南宫天摸着下巴坐正身子,喃喃的道:“不过,这是个方法。酒后乱性啊,多好的借口呀!”
“小天,你不会是也想……”安惜欢又不消停的凑过来,南宫天暧昧的眨眨眼睛,却没有给出明确的答案。
“去,你不说我也知道。不过对象若换成冥渊嘛,可就没有我好说话了。”无比同情外加报复的使劲拍了拍南宫天的肩膀,安惜欢又抚着屁股,小心的坐回了椅子上。
南宫天揉揉肩膀,脸上却慢慢沉静下来的说道:“明天便是皇家盛宴了,真怕今晚会期待的睡不着觉呢。”

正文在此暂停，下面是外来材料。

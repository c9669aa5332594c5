//! Python lexer. `istate`: `0` clean, `1` inside a `"""` string, `2` inside
//! a `'''` string. Kept under 5 states so it fits below the `py` nest base
//! of `5` used by [`crate::lang::markdown`].

use core_text::{Cell, SyntaxClass};

use crate::primitives::{match_keyword, paint_c_numeral, paint_class};
use crate::Syntax;

const KEYWORDS: &[&str] = &[
    "and", "as", "assert", "async", "await", "break", "class", "continue", "def", "del", "elif",
    "else", "except", "finally", "for", "from", "global", "if", "import", "in", "is", "lambda",
    "nonlocal", "not", "or", "pass", "raise", "return", "try", "while", "with", "yield", "None",
    "True", "False",
];

pub struct PythonSyntax;

impl Syntax for PythonSyntax {
    fn name(&self) -> &'static str {
        "python"
    }

    fn extensions(&self) -> &'static [&'static str] {
        &["py", "pyw"]
    }

    fn prefers_spaces(&self) -> bool {
        true
    }

    fn highlight_line(&self, cells: &mut [Cell], istate: i32) -> i32 {
        highlight(cells, istate)
    }
}

pub(crate) fn highlight(cells: &mut [Cell], istate: i32) -> i32 {
    let mut i = 0;
    let mut state = istate;

    if state == 1 || state == 2 {
        let delim = if state == 1 { '"' } else { '\'' };
        let (len, closed) = scan_triple(cells, 0, delim);
        paint_class(cells, 0, len, SyntaxClass::String);
        i = len;
        if closed {
            state = 0;
        } else {
            return state;
        }
    }

    while i < cells.len() {
        let c = cells[i].codepoint;
        if c == '#' {
            paint_class(cells, i, cells.len() - i, SyntaxClass::Comment);
            return 0;
        }
        if (c == '"' || c == '\'') && is_triple(cells, i, c) {
            let (len, closed) = scan_triple(cells, i + 3, c);
            paint_class(cells, i, len + 3, SyntaxClass::String);
            i += len + 3;
            if !closed {
                return if c == '"' { 1 } else { 2 };
            }
            continue;
        }
        if c == '"' || c == '\'' {
            let len = scan_simple_string(cells, i, c);
            paint_class(cells, i, len, SyntaxClass::String);
            i += len;
            continue;
        }
        if c.is_ascii_digit() {
            if let Some(len) = paint_c_numeral(cells, i) {
                i += len;
                continue;
            }
        }
        if let Some(len) = match_keyword(cells, i, KEYWORDS) {
            paint_class(cells, i, len, SyntaxClass::Keyword);
            i += len;
            continue;
        }
        i += 1;
    }
    0
}

fn is_triple(cells: &[Cell], i: usize, delim: char) -> bool {
    cells.get(i).map(|c| c.codepoint) == Some(delim)
        && cells.get(i + 1).map(|c| c.codepoint) == Some(delim)
        && cells.get(i + 2).map(|c| c.codepoint) == Some(delim)
}

/// Scan from `i` (just past the opening `"""`/`'''`) for the closing
/// triple-quote. Returns `(cells_consumed, closed)`.
fn scan_triple(cells: &[Cell], i: usize, delim: char) -> (usize, bool) {
    let mut j = i;
    while j < cells.len() {
        if is_triple(cells, j, delim) {
            return (j - i + 3, true);
        }
        j += 1;
    }
    (cells.len() - i, false)
}

fn scan_simple_string(cells: &[Cell], i: usize, delim: char) -> usize {
    let mut j = i + 1;
    while j < cells.len() {
        if cells[j].codepoint == '\\' {
            j += 2;
            continue;
        }
        if cells[j].codepoint == delim {
            j += 1;
            break;
        }
        j += 1;
    }
    j - i
}

#[cfg(test)]
mod tests {
    use super::*;
    use core_text::Line;

    #[test]
    fn triple_quoted_string_spans_lines() {
        let mut l1 = Line::from_str("x = \"\"\"start of");
        let s1 = highlight(l1.cells_mut(), 0);
        assert_eq!(s1, 1);

        let mut l2 = Line::from_str("a docstring\"\"\"");
        let s2 = highlight(l2.cells_mut(), s1);
        assert_eq!(s2, 0);
    }

    #[test]
    fn keyword_and_comment() {
        let mut l = Line::from_str("def f():  # comment");
        highlight(l.cells_mut(), 0);
        assert_eq!(l.cells()[0].class, SyntaxClass::Keyword);
        let hash = l.to_text().find('#').unwrap();
        assert_eq!(l.cells()[hash].class, SyntaxClass::Comment);
    }
}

其它三人也只是沉默着,只是那变幻的眼神,却显然对于明天兴味正盛。
广源客栈,蓝冥渊的房间里。
“还没有言的消息吗?”蓝冥渊手中握着刚回报的消息,冷冷的对着跪在他面前的双城与黄珊说道。
“属下知错,请楼主处罚。”
“属下知错,请楼主处罚。”双城与黄珊身子一僵,连忙脱口求罪。
蓝冥渊轻哼一声,看着两人跪着的背,冰冷的道:“你们是有错,楼里接下任务的委托人,竟没问出身家,最后还将人跟丢了。这个处罚,真该使使了。”随着蓝冥渊话缓缓的落下,双城与黄珊背脊却越来越僵。
“你们可还知道自己的身份?”蓝冥渊语调未变的道。
双城与黄珊小心的抬起头,看了看蓝冥渊的表情,才谨慎的答话道:“禀楼主,属下一辈子不会忘记。双城乃是渊楼的外事管事,楼主的左右手,当年因得楼主的救济而有了今天,在楼里也一直受到楼主的重任。”
“禀楼主,属下乃是掌管渊楼里一切大小事的管事,是楼主善心捡回的弃子,也是在楼主的培养下,才成为渊楼的助力。”双城与黄珊说完,便又垂下头。
蓝冥渊面无表情的看了看,却揣起桌上倒满的酒杯,慢慢饮下。